Exercise brief – Search the data for "chars". Return each matching line.

(Extracted entries Opens)

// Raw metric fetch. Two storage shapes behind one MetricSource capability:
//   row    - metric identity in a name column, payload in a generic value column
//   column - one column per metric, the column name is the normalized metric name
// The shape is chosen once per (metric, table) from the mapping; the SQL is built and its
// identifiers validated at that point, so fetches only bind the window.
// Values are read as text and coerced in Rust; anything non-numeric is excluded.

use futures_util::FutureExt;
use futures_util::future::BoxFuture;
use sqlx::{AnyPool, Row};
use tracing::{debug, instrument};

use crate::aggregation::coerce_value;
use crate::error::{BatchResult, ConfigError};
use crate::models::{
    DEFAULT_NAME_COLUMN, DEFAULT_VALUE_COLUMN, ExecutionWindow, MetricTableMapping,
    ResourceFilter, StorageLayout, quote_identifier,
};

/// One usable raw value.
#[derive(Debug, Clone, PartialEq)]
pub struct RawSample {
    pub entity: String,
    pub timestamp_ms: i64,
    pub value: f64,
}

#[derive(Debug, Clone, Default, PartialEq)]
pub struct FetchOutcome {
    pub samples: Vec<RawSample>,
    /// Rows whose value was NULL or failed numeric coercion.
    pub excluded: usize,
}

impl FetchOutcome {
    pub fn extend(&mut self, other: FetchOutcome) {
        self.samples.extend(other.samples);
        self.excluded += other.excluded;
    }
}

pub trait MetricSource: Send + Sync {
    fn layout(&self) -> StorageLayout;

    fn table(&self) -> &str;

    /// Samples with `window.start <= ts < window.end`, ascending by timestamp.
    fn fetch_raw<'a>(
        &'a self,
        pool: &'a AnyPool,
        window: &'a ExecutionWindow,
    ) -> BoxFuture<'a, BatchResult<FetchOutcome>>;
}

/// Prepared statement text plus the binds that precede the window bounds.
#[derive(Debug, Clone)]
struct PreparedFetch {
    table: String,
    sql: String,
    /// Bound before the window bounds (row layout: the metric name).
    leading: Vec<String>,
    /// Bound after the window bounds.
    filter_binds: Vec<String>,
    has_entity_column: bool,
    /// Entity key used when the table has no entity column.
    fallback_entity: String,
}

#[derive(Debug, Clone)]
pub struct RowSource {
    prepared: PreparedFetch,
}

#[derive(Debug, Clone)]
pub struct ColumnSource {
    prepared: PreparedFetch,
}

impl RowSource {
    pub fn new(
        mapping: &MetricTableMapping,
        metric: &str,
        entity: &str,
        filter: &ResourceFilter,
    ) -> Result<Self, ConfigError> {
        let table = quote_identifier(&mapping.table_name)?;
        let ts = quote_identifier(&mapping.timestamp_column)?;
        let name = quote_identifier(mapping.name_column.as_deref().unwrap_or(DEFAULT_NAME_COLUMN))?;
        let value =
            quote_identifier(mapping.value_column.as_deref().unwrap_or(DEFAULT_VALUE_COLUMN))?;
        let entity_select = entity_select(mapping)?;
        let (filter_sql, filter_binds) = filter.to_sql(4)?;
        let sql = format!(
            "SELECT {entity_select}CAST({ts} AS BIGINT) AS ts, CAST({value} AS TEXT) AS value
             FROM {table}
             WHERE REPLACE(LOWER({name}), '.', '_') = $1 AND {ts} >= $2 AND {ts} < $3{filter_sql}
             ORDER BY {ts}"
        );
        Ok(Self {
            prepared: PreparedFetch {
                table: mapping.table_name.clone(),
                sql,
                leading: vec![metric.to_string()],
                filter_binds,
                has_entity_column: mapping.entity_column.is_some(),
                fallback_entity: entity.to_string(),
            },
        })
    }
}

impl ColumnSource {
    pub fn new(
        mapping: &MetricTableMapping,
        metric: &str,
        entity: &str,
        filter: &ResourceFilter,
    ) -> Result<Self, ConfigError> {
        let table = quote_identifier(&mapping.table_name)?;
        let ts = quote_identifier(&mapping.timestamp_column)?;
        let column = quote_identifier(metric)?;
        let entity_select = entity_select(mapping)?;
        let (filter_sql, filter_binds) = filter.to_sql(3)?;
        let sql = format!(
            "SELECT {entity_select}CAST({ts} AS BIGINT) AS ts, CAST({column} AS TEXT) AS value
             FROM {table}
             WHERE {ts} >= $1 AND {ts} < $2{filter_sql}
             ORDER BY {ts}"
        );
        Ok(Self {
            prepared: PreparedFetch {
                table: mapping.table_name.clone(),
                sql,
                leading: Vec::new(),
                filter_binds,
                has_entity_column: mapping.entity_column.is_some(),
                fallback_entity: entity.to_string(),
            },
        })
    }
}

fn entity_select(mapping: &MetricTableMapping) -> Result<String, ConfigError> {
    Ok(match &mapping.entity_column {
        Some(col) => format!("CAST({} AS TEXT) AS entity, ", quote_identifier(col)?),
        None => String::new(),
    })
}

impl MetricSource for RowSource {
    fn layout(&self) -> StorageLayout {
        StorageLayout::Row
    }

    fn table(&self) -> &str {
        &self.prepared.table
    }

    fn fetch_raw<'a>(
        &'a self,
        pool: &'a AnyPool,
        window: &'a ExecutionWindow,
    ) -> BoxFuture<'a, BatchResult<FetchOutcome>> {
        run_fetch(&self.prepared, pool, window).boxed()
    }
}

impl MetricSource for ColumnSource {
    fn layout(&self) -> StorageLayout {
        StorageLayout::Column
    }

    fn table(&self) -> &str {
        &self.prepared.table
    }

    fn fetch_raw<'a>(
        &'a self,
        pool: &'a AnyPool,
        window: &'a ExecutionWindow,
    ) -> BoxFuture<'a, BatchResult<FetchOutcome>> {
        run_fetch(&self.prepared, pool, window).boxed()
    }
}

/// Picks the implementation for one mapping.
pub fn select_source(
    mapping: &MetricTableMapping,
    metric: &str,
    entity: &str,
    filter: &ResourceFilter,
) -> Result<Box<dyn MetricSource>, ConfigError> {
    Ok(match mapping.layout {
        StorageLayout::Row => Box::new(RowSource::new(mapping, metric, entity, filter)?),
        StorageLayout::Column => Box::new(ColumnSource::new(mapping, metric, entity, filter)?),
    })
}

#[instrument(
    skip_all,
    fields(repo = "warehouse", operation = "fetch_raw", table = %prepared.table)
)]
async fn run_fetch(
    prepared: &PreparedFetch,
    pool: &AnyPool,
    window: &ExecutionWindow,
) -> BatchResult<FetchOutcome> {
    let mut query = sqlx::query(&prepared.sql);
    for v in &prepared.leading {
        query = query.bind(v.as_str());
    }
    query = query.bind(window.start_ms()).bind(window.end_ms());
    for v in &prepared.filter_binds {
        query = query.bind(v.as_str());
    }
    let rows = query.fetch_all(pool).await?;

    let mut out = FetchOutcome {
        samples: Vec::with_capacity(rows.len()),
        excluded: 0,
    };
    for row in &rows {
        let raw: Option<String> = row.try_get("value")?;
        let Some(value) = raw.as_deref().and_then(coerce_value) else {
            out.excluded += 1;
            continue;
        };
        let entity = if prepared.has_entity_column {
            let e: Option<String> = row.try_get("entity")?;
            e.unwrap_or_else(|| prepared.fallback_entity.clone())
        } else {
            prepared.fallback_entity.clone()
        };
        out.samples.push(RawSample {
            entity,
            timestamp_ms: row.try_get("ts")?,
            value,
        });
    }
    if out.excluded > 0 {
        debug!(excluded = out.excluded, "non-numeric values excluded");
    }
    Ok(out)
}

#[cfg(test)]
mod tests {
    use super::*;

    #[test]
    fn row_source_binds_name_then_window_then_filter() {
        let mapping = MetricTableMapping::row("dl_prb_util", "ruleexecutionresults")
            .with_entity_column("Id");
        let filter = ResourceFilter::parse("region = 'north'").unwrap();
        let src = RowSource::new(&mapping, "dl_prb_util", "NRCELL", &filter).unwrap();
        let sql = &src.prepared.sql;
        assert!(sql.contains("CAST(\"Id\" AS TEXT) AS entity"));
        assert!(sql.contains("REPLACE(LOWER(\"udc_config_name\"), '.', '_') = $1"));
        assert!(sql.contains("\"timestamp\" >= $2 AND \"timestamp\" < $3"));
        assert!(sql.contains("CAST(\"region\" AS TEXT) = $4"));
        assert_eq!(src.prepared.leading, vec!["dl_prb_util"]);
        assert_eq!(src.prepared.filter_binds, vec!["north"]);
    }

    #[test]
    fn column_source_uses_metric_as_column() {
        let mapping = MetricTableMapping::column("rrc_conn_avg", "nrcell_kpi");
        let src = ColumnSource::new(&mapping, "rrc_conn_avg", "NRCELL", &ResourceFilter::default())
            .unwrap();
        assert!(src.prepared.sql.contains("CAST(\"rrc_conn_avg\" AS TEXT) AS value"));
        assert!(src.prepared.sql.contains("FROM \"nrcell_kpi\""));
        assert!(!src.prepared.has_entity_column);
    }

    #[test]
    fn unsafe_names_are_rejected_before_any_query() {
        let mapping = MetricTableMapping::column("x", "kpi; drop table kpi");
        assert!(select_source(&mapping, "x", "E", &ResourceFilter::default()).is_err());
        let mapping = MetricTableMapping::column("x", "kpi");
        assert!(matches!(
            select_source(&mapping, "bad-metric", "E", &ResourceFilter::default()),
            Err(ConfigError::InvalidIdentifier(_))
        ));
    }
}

(Extracted entries Closes)
(Extracted entries Opens)

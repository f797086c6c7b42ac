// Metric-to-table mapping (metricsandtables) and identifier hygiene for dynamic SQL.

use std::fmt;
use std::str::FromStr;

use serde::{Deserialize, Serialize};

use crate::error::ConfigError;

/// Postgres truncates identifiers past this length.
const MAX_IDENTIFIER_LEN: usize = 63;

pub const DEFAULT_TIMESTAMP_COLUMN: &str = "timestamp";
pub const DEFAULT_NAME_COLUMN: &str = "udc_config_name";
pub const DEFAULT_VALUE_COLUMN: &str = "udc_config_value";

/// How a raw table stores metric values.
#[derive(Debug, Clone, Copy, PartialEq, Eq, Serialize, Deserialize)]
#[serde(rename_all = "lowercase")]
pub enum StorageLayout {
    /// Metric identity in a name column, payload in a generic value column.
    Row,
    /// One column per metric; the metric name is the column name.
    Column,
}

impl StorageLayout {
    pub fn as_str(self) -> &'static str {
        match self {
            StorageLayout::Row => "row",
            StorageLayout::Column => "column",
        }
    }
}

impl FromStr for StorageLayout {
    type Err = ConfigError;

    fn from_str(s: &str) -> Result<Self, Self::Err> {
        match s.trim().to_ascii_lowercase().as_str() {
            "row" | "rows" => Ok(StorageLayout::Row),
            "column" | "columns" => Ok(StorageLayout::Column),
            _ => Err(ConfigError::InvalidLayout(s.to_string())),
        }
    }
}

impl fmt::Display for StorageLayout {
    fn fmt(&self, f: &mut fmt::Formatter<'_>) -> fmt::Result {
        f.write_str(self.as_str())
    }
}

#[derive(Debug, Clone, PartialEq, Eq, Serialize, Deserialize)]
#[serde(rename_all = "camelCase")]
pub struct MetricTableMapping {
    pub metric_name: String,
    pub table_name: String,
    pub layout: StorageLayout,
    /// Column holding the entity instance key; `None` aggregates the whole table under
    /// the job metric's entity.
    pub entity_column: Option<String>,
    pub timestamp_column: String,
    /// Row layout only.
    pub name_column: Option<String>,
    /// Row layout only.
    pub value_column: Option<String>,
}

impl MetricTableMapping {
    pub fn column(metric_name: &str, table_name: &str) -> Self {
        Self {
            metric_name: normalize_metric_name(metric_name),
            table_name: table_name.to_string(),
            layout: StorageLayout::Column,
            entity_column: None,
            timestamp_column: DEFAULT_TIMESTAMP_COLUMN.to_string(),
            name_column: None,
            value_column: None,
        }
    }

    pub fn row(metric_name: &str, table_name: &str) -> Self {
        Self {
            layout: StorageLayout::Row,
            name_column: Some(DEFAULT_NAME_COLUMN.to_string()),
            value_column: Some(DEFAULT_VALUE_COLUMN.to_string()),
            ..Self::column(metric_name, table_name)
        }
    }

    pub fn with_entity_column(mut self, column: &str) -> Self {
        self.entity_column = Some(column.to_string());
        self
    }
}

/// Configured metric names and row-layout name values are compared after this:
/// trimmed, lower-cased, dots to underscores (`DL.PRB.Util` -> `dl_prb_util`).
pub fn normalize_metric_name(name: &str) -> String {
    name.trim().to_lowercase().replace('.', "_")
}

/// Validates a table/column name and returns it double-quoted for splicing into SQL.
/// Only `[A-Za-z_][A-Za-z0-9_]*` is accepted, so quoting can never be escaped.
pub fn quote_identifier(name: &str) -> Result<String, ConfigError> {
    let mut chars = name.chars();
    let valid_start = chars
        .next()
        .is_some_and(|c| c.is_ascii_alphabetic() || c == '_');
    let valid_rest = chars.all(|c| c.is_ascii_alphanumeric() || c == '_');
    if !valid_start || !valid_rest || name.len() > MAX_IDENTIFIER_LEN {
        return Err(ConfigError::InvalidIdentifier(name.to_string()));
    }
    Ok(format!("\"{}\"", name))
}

(Extracted entries Closes)

Worked solution –
    let mut chars = name.chars();
    let valid_start = chars
    let valid_rest = chars.all(|c| c.is_ascii_alphanumeric() || c == '_');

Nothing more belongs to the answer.